*Work to complete*
Your result should be every line of the records below that contains the word "repeat".

┄┄┄┄┄┄

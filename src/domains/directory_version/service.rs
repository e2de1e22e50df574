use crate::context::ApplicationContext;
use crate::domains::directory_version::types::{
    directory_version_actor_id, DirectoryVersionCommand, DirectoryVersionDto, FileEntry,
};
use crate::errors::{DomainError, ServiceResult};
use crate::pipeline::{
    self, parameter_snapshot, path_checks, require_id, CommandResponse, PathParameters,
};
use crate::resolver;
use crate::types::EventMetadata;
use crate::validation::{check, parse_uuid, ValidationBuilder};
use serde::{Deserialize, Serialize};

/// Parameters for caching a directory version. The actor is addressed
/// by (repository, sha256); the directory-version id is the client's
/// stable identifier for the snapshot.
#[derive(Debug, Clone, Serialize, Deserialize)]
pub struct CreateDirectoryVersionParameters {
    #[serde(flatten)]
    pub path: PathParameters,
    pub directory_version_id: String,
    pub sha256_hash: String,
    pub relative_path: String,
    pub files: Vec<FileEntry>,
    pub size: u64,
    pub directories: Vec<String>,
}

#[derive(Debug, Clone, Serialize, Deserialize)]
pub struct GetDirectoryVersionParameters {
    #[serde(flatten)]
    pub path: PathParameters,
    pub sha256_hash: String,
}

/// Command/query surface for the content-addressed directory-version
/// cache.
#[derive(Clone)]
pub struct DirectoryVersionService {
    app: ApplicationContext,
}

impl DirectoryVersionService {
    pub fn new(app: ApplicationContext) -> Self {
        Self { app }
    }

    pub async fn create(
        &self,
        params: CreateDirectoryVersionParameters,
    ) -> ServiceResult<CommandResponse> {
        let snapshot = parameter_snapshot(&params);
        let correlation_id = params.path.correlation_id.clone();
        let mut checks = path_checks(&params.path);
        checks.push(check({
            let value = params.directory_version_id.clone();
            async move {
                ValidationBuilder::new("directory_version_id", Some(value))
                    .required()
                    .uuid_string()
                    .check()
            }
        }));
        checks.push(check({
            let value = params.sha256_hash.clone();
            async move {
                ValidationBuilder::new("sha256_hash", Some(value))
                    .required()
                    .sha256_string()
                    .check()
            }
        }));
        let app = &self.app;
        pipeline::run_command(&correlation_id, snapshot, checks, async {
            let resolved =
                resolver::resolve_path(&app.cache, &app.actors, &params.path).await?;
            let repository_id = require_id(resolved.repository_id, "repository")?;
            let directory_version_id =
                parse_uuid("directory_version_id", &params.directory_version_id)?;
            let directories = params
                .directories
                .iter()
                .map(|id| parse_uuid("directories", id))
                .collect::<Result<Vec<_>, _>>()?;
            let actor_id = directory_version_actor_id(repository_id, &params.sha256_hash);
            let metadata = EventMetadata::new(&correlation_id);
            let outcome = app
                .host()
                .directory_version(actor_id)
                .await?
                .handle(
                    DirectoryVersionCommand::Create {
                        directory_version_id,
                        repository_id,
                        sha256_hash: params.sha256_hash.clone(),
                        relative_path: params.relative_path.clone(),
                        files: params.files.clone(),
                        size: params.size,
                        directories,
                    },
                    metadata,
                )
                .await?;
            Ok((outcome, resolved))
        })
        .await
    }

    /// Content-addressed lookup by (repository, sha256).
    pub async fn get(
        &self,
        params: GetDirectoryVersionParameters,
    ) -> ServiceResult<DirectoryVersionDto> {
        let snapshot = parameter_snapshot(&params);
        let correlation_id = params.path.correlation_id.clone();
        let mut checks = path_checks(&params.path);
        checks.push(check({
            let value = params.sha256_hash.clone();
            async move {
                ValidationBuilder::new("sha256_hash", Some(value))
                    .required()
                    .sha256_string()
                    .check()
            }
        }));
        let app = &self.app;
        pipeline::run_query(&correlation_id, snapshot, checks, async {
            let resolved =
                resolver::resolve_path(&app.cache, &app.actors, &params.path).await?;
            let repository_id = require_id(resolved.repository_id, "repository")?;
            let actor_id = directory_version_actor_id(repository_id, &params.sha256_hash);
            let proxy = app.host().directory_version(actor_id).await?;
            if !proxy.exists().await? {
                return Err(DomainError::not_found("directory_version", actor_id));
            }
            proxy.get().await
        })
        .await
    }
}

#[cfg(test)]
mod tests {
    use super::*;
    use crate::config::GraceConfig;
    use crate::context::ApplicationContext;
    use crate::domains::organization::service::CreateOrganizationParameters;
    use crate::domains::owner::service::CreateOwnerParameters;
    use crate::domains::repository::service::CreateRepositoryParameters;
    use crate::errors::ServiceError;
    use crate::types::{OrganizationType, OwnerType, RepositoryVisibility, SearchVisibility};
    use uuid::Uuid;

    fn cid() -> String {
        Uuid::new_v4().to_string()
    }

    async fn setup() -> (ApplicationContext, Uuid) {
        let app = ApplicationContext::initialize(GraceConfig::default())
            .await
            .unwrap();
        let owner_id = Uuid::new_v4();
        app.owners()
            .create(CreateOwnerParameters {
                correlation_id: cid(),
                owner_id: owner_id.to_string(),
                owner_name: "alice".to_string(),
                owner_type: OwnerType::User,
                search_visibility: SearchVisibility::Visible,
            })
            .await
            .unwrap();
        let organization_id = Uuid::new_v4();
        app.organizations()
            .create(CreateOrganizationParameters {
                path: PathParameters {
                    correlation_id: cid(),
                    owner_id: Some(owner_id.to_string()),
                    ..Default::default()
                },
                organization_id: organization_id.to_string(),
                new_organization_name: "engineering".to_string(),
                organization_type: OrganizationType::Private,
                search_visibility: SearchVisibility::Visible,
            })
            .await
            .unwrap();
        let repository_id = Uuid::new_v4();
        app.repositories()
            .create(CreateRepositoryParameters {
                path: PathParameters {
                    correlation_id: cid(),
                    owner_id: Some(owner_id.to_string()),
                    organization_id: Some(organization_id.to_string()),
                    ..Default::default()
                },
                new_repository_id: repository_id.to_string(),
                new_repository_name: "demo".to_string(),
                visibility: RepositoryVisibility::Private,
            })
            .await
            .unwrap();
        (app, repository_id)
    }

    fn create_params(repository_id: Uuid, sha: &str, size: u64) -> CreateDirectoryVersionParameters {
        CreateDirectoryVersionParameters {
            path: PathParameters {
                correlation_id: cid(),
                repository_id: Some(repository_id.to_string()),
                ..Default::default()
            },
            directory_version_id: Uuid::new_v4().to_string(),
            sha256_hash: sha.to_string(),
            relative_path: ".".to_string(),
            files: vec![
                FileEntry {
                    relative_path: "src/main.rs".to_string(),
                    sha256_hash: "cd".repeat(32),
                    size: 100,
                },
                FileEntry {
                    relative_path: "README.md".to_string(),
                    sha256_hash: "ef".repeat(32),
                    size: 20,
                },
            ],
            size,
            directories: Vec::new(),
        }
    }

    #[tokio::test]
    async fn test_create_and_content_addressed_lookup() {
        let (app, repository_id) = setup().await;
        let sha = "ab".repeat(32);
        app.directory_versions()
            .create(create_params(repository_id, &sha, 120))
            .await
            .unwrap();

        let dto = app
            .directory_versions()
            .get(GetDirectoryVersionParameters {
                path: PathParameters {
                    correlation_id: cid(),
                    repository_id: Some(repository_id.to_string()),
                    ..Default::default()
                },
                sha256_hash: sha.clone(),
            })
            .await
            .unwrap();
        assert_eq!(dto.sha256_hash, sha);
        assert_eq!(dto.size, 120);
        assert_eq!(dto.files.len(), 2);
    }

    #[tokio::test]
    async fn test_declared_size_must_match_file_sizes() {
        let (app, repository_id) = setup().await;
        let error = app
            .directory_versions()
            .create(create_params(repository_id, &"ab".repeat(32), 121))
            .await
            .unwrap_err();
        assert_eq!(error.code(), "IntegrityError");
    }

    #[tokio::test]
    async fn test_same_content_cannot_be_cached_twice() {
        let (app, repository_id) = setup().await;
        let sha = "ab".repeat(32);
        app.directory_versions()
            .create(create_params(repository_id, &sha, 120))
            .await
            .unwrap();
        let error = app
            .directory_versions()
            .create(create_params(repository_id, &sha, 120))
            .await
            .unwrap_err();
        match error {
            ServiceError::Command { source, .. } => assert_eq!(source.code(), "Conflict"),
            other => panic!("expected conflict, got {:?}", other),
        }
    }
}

┄┄┄┄┄┄

*Answer to this exercise*
                    sha256_hash: "cd".repeat(32),
                    sha256_hash: "ef".repeat(32),
        let sha = "ab".repeat(32);
            .create(create_params(repository_id, &"ab".repeat(32), 121))
        let sha = "ab".repeat(32);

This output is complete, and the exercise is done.